What to work on:
Beginning at the line containing "generate_schema_with(document, &HandlerRegistry::standard())" and continuing to the end of the records below, give each line again exactly as it stands, and only those lines.

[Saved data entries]
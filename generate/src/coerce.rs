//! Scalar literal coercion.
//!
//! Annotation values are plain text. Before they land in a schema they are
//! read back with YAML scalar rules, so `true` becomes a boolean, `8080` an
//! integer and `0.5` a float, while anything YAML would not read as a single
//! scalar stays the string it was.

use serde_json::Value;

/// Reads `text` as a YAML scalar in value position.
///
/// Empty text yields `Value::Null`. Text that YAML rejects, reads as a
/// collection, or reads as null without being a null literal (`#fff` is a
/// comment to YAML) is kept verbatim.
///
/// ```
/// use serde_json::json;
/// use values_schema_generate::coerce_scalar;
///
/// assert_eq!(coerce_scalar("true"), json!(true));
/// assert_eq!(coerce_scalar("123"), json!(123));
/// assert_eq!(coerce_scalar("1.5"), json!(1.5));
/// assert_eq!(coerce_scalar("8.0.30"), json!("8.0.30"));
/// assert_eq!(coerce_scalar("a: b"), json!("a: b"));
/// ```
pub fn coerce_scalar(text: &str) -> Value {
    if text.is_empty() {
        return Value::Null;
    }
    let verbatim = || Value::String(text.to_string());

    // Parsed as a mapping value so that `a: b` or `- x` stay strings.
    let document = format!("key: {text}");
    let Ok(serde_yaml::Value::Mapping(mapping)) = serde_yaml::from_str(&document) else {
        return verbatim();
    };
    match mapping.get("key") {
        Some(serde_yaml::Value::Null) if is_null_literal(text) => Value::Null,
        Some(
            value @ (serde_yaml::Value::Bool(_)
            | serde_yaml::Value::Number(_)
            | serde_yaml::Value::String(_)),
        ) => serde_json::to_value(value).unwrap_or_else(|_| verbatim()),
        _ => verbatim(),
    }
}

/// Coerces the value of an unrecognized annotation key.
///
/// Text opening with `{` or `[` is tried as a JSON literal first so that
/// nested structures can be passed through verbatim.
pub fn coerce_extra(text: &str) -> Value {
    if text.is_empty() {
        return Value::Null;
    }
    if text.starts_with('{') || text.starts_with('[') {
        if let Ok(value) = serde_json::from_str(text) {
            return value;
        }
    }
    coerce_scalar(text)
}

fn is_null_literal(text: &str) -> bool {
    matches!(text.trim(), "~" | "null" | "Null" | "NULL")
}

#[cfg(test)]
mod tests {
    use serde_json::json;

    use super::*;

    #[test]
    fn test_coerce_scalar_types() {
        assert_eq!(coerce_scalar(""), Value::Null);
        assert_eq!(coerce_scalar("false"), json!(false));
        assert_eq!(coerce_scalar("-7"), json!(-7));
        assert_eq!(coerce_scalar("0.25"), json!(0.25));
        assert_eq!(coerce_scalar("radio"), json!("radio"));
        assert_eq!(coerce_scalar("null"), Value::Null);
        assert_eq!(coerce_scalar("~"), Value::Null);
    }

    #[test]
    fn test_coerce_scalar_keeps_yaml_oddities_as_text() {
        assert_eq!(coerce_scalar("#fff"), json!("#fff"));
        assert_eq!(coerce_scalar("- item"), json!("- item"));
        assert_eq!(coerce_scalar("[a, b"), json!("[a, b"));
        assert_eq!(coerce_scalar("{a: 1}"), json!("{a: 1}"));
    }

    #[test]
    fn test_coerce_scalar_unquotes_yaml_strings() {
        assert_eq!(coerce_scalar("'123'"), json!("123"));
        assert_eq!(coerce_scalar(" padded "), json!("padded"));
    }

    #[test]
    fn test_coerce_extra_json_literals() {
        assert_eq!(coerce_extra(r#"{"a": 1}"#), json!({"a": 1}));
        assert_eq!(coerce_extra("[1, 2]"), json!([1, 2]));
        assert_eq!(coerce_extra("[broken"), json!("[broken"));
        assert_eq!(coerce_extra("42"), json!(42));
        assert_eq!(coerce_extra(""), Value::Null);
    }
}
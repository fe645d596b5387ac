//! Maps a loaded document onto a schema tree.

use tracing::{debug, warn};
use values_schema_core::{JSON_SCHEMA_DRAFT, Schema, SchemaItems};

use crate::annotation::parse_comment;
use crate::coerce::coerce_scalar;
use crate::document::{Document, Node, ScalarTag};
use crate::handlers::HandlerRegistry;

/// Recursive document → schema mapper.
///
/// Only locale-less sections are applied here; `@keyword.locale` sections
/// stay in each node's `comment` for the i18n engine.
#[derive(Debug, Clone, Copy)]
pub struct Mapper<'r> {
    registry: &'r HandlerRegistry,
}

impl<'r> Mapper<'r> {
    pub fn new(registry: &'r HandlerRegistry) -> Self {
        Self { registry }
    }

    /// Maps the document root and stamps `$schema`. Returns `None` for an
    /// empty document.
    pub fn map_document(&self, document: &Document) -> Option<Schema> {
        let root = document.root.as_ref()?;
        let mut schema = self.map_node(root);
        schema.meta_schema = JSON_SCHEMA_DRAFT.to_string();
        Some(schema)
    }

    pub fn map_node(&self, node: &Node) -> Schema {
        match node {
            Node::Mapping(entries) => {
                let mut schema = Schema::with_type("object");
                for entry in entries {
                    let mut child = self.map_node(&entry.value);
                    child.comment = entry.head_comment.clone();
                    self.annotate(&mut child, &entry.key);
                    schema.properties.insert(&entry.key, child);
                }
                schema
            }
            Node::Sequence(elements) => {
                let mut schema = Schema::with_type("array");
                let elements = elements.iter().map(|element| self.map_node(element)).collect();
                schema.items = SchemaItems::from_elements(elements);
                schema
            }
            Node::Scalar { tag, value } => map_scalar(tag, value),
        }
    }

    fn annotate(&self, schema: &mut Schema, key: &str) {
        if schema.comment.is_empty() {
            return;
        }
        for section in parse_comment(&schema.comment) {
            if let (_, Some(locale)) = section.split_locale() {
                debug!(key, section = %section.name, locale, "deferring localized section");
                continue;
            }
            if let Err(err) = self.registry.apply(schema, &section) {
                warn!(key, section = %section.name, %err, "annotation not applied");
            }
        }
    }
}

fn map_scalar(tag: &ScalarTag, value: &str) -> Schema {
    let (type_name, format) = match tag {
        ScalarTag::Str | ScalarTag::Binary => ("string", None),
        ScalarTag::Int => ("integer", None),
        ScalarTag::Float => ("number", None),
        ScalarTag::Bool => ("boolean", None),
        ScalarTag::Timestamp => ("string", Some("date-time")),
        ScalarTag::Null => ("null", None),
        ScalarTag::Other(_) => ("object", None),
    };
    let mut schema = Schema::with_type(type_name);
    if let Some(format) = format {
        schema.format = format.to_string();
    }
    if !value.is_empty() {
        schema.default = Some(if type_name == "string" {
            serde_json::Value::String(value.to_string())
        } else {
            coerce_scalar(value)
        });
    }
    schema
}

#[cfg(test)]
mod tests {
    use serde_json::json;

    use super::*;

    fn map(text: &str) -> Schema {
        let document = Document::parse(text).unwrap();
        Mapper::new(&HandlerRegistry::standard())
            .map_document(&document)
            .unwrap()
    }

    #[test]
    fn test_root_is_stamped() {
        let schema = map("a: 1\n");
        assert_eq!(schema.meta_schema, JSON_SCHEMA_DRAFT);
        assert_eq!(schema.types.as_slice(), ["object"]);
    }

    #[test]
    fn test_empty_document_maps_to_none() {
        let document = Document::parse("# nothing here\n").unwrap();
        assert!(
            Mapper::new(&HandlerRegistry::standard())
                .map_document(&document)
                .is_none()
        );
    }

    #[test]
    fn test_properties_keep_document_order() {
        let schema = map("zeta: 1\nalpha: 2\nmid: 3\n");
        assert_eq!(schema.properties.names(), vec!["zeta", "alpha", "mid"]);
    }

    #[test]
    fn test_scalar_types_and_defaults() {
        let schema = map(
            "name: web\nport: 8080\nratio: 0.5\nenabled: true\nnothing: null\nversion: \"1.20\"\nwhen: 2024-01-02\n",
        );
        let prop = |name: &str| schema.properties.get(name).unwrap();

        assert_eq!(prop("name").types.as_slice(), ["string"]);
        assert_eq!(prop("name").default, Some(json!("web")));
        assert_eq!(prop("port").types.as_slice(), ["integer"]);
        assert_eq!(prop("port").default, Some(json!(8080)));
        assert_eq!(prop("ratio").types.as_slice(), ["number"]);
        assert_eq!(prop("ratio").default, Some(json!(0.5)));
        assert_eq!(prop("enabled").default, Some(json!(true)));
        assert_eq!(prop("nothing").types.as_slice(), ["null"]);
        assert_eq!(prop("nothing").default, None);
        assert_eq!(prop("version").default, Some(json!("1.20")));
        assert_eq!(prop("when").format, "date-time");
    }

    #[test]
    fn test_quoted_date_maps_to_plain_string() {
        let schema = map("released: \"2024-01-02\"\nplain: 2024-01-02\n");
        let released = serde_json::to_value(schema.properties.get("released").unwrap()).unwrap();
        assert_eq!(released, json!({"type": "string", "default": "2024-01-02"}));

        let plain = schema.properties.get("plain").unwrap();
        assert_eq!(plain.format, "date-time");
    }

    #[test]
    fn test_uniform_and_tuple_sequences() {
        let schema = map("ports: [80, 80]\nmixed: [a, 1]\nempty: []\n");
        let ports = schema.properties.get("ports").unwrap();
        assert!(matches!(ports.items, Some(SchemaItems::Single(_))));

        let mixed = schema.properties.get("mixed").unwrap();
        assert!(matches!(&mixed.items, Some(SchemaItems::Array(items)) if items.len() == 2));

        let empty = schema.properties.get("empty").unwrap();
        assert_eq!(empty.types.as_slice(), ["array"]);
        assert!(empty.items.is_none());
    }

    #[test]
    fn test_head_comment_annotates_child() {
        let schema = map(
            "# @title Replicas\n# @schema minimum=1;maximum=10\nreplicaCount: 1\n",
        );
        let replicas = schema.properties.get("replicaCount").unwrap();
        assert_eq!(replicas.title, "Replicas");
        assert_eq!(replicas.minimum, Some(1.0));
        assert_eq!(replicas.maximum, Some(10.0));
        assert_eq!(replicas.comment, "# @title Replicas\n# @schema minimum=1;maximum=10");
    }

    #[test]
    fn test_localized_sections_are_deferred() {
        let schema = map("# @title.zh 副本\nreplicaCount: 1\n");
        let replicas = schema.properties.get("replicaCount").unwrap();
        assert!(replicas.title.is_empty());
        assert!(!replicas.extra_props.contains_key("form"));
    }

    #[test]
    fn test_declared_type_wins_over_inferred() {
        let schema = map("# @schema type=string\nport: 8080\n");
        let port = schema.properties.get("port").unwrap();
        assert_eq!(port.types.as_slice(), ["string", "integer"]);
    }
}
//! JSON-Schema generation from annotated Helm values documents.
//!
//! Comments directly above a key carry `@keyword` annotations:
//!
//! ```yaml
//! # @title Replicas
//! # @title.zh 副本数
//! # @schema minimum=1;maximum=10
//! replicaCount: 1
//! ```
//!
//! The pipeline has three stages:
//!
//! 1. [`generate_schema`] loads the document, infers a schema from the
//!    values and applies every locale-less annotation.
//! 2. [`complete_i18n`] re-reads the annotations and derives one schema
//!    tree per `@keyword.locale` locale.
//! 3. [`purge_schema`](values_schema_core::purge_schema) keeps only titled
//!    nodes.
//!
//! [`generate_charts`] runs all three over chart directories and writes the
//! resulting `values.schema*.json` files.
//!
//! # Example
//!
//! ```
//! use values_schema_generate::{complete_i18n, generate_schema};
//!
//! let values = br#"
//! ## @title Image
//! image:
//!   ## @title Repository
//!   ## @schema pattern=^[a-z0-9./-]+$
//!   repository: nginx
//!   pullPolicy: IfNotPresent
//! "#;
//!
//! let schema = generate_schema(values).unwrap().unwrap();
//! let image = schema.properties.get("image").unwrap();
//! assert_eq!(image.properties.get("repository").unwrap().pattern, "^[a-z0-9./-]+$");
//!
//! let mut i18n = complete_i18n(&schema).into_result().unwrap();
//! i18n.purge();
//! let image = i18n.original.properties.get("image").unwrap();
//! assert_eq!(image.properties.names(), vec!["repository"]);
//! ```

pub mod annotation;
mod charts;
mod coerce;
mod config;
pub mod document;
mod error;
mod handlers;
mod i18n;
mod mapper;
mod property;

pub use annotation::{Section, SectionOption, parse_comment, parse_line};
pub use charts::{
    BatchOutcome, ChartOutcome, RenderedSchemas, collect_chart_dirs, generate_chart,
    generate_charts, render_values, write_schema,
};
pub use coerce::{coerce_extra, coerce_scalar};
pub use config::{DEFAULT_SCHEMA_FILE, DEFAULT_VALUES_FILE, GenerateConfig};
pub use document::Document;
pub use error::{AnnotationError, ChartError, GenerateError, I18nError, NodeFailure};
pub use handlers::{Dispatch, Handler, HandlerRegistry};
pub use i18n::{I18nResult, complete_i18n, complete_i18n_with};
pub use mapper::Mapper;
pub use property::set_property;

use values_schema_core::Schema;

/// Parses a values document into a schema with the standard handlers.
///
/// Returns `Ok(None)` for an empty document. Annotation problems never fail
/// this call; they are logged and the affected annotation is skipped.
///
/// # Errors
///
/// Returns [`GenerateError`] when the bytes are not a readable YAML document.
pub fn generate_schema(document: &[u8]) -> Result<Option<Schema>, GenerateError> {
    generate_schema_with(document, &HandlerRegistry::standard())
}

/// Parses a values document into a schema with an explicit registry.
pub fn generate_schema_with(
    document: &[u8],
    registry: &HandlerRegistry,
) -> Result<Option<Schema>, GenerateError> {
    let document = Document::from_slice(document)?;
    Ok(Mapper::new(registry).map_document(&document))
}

Solution for this problem:
    generate_schema_with(document, &HandlerRegistry::standard())
}

/// Parses a values document into a schema with an explicit registry.
pub fn generate_schema_with(
    document: &[u8],
    registry: &HandlerRegistry,
) -> Result<Option<Schema>, GenerateError> {
    let document = Document::from_slice(document)?;
    Ok(Mapper::new(registry).map_document(&document))
}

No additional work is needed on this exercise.